ITER fusion energy research project adviser to deliver distinguished lecture

Dr Jean Jacquinot, senior adviser to the ITER Director-General and a scientific adviser to the French Commission for Atomic Energy (CEA) will deliver a Distinguished Lecture at ANSTO on 1 December to highlight novel scientific aspects of the project and the status of its construction.

The goal of ITER is to demonstrate the scientific and technical feasibility of fusion energy, building on several decades of worldwide research on the physics and technology of magnetic confinement.

Jean Jacquinot ITER

ITER is the world’s largest and most complex energy research project undertaken with the prospect of an inexhaustible source of energy that is respectful of the environment.

To meet this challenge an international collaboration of seven partners (EU, China, India, Japan, South Korea, Russia and the United States) has been established in order to build, operate ITER and share the scientific results.

"The ITER project benefited  from bold organisational changes since March 2015  aimed at creating a focused Project Team, helped greatly to accelerate the pace of the construction," said Jacquinot. 

Jacquinot will provide examples of major recent achievements including an outstanding result obtained collectively with progress in the manufacture of the superconducting cables:

Ninety per cent of the  cable-in-conduit needed for the reactor has been produced fully complying with the technical requirements.

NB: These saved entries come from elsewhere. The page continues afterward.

//! Axis-aligned boxes for hit detection.

use bevy::prelude::*;

/// World-space box described by centre and half extents.
#[derive(Debug, Clone, Copy, PartialEq)]
pub struct Aabb {
    pub center: Vec2,
    pub half: Vec2,
}

impl Aabb {
    #[inline]
    pub fn new(center: Vec2, size: Vec2) -> Self {
        Self { center, half: size * 0.5 }
    }

    #[inline]
    pub fn min(&self) -> Vec2 {
        self.center - self.half
    }

    #[inline]
    pub fn max(&self) -> Vec2 {
        self.center + self.half
    }

    /// Inclusive overlap: boxes that only touch along an edge count as overlapping.
    #[inline]
    pub fn overlaps(&self, other: &Aabb) -> bool {
        let (a0, a1) = (self.min(), self.max());
        let (b0, b1) = (other.min(), other.max());
        a0.x <= b1.x && b0.x <= a1.x && a0.y <= b1.y && b0.y <= a1.y
    }
}

/// Body extents used when something asks "where is this entity".
#[derive(Component, Debug, Clone, Copy)]
pub struct Hurtbox {
    pub half: Vec2,
}

impl Hurtbox {
    pub fn from_size(w: f32, h: f32) -> Self {
        Self { half: Vec2::new(w * 0.5, h * 0.5) }
    }

    #[inline]
    pub fn at(&self, pos: Vec2) -> Aabb {
        Aabb { center: pos, half: self.half }
    }
}
//! Library entry point.
//!
//! Integration tests in `tests/` are compiled as separate crates.
//! A `lib.rs` gives them a stable public API surface to import.

pub mod game;
pub mod common;
pub mod plugins;
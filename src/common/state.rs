//! Global state machine.

use bevy::prelude::*;

#[derive(Debug, Clone, Copy, Eq, PartialEq, Hash, States, Default)]
pub enum GameState {
    #[default]
    InGame,
}
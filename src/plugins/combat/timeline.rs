//! Per-actor delayed actions.
//!
//! Replaces "call me back in N ms" with data: each entry records when it is due, what
//! to do, and (for behavioural work) the attack activation it belongs to. Entries are
//! re-validated against the actor when they fire, so a stale activation or a dead
//! actor turns them into no-ops. Cleanup entries carry no activation and always run.

use bevy::prelude::*;

use crate::plugins::combat::AttackKind;

#[derive(Debug, Clone, Copy, PartialEq, Eq)]
pub enum TimedAction {
    Hitbox(AttackKind),
    ComboWindow { open: bool },
    FinishBaseAttack,
    EndAttack,
    DecayKnockback,
    /// Remove the entity (corpse cleanup, collected pickups).
    Remove,
    RequestRespawn,
}

#[derive(Debug, Clone, Copy, PartialEq, Eq)]
pub struct Pending {
    pub fire_at: u64,
    pub action: TimedAction,
    pub activation: Option<u32>,
}

#[derive(Component, Debug, Default, Clone)]
pub struct Timeline {
    pending: Vec<Pending>,
}

impl Timeline {
    /// Schedule work tied to an attack activation.
    pub fn after(&mut self, now: u64, delay_ms: u64, action: TimedAction, activation: u32) {
        self.pending.push(Pending { fire_at: now + delay_ms, action, activation: Some(activation) });
    }

    /// Schedule work that is not tied to an activation.
    pub fn after_untracked(&mut self, now: u64, delay_ms: u64, action: TimedAction) {
        self.pending.push(Pending { fire_at: now + delay_ms, action, activation: None });
    }

    /// Remove and return everything due at `now`, earliest first.
    pub fn take_due(&mut self, now: u64) -> Vec<Pending> {
        if !self.pending.iter().any(|p| p.fire_at <= now) {
            return Vec::new();
        }
        let (mut due, rest): (Vec<_>, Vec<_>) =
            self.pending.drain(..).partition(|p| p.fire_at <= now);
        self.pending = rest;
        due.sort_by_key(|p| p.fire_at);
        due
    }

    pub fn clear(&mut self) {
        self.pending.clear();
    }

    pub fn len(&self) -> usize {
        self.pending.len()
    }

    pub fn is_empty(&self) -> bool {
        self.pending.is_empty()
    }

    pub fn contains(&self, action: TimedAction) -> bool {
        self.pending.iter().any(|p| p.action == action)
    }
}
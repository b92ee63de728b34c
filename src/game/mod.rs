//! Game composition root.
//!
//! Provides two public configuration functions:
//! - `configure_full`: includes DefaultPlugins (window/render) + game plugins.
//! - `configure_headless`: minimal configuration for integration tests.

use bevy::prelude::*;
use bevy::window::WindowResolution;

use crate::common::state::GameState;
use crate::plugins;

pub fn run() {
    App::new().add_plugins(configure_full).run();
}

/// Full configuration for `cargo run`.
pub fn configure_full(app: &mut App) {
    app.add_plugins(DefaultPlugins.set(WindowPlugin {
        primary_window: Some(Window {
            title: "Mysterious Forest".into(),
            resolution: WindowResolution::new(1280, 720),
            ..default()
        }),
        ..default()
    }));

    app.init_state::<GameState>();
    plugins::register_all(app);
}

/// Headless configuration for integration tests.
///
/// Notes:
/// - Do NOT add DefaultPlugins.
/// - Do NOT add render-only plugins (camera, opacity sync).
pub fn configure_headless(app: &mut App) {
    app.init_state::<GameState>();
    plugins::register_gameplay(app);
}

ANSTO and ITER have very recently signed a cooperation agreement which includes the participation of other Australian institutions.

The presentation is expected stimulate a discussion on the scientific issues of common interest which will arise during the construction, the commissioning and the various operation phases of ITER.

Dr Jacquinot is a physicist, who has devoted his entire career to magnetic fusion. He studied magnetic confinement and developed the ICRH heating of tokamaks (theory, antennas and experimentation) based on the minority ion cyclotron resonance. 

He worked in the Joint European Torus (JET) venture for 18 years and became its director in 1999.

A member of the ITER advisory committee as early as 1992, Jacquinot led the CEA activities in fusion from the year 2000 to 2004 while taking part in the ITER international negotiations.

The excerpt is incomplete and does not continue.